Thursday, April 17, 2008

Continuing on with work advice...this time from Warren Buffett

Warren Buffett is an amazing human being. Inspite of being one of the richest men in the world, he still drives the car he did for years, lives in a modest house with modest means, and gave the bulk of his wealth to the Gates Foundation. And he always makes time to answer the questions of students eager to learn from him. Here are some fun tidbits from his latest interview in Fortune magazine.

I know you had a paper route. Was that your first job?

Well, I worked for my grandfather, which was really tough, in the [family] grocery store. But if you gave me the choice of being CEO of General Electric or IBM or General Motors, you name it, or delivering papers, I would deliver papers. I would. I enjoyed doing that. I can think about what I want to think. I don't have to do anything I don't want to do. It might be wonderful to be head of GE, and Jeff Immelt is a friend of mine. And he's a great guy. But think of all the things he has to do whether he wants to do them or not.

How do you get your ideas?

I just read. I read all day. I mean, we put $500 million in PetroChina. All I did was read the annual report. [Editor's note: Berkshire purchased the shares five years ago and sold them in 2007 for $4 billion.]

From a Q&A session with Darthmouth's Tuck Business School students:
What is your career advice?

If you want to make a lot of money go to Wall Street.
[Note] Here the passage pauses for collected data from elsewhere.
//! Shared application state for the exporter.
//!
//! Built once before the listener starts and never mutated afterwards; every
//! request gets a cheap clone of the same `Arc`.

use std::sync::Arc;

use crate::config::{AccountConfig, ExporterConfig};
use crate::upstream::UpstreamClient;

#[derive(Clone)]
pub struct AppState {
    inner: Arc<AppStateInner>,
}

struct AppStateInner {
    cfg: ExporterConfig,
    upstream: UpstreamClient,
}

impl AppState {
    pub fn new(cfg: ExporterConfig) -> Self {
        Self {
            inner: Arc::new(AppStateInner {
                cfg,
                upstream: UpstreamClient::new(),
            }),
        }
    }

    pub fn accounts(&self) -> &[AccountConfig] {
        self.inner.cfg.accounts()
    }

    pub fn upstream(&self) -> &UpstreamClient {
        &self.inner.upstream
    }
}
//! Transport layer (HTTP).
//!
//! Exposes the landing page and the scrape endpoint.

pub mod http;
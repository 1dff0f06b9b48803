//! flypool exporter
//!
//! - Reads `config.json` from the working directory once at startup
//! - `/metrics`: queries every configured pool account and prints exposition lines
//! - `/`: landing page
//! - Graceful shutdown on Ctrl+C / SIGTERM

use std::net::SocketAddr;
use std::process::ExitCode;

use tracing_subscriber::{fmt, EnvFilter};

use flypool_core::error::{ExporterError, Result};
use flypool_exporter::{app_state, config, router, DEFAULT_LISTEN};

#[tokio::main]
async fn main() -> ExitCode {
    fmt()
        .with_env_filter(EnvFilter::try_from_default_env().unwrap_or_else(|_| "info".into()))
        .init();

    match run().await {
        Ok(()) => ExitCode::SUCCESS,
        Err(e) => {
            tracing::error!(kind = e.kind().as_str(), error = %e, "flypool-exporter stopped");
            ExitCode::FAILURE
        }
    }
}

async fn run() -> Result<()> {
    let cfg = config::load()?;
    let listen: SocketAddr = DEFAULT_LISTEN
        .parse()
        .map_err(|e| ExporterError::Internal(format!("listen address: {e}")))?;

    if cfg.is_empty() {
        tracing::warn!("no accounts configured; /metrics will be empty");
    }
    tracing::info!(%listen, accounts = cfg.accounts().len(), "Flypool exporter listening");

    let state = app_state::AppState::new(cfg);
    let app = router::build_router(state);

    let listener = tokio::net::TcpListener::bind(listen)
        .await
        .map_err(|e| ExporterError::Internal(format!("bind {listen}: {e}")))?;

    axum::serve(listener, app)
        .with_graceful_shutdown(shutdown_signal())
        .await
        .map_err(|e| ExporterError::Internal(format!("server failed: {e}")))
}

async fn shutdown_signal() {
    let ctrl_c = async {
        if let Err(e) = tokio::signal::ctrl_c().await {
            tracing::warn!(error = %e, "failed to install Ctrl+C handler");
            std::future::pending::<()>().await;
        }
    };

    #[cfg(unix)]
    let terminate = async {
        match tokio::signal::unix::signal(tokio::signal::unix::SignalKind::terminate()) {
            Ok(mut sig) => {
                sig.recv().await;
            }
            Err(e) => {
                tracing::warn!(error = %e, "failed to install SIGTERM handler");
                std::future::pending::<()>().await;
            }
        }
    };

    #[cfg(not(unix))]
    let terminate = std::future::pending::<()>();

    tokio::select! {
        _ = ctrl_c => {},
        _ = terminate => {},
    }

    tracing::info!("shutdown signal received");
}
More importantly though, do what you would do for free, having passion for what you do is the most important thing. I love what I do; I’m not even that busy . . . A few months ago I was talking to another MBA student, a very talented man, about 30 years old from a great school with a great resume. I asked him what he wanted to do for his career, and he replied that he wanted to go into a particular field, but thought he should work for McKinsey for a few years first to add to his resume. To me that’s like saving sex for your old age. It makes no sense.

Buffett generally advocates three things to youth:

1. Be true to yourself...make all your decisions by referring to your "inner scorecard" (i.e. use your own gut rather than relying on what other people think to make a decision).

2. Love what you do...follow your passion. Pick a job that you would have done for free.

3. Read. Apparently Buffett spends 80% of his workday reading.

I keep emphasizing the "do what you love part" because this is particularly important in the development field. For the most part, international development doesn't pay well; and those of you who spend time in the field will attest to the fact that it is far from glamorous. It is frustrating, and can even get mind numbingly boring. The best people I've worked with in the field, were people who loved their work. What I loved about them is that even in the most difficult circumstances, they smiled. And they smiled because they still loved what they did.

If you want to go out into the field and get a job doing international development, then just get out there. If you love what you do and are good, people will hire you soon enough.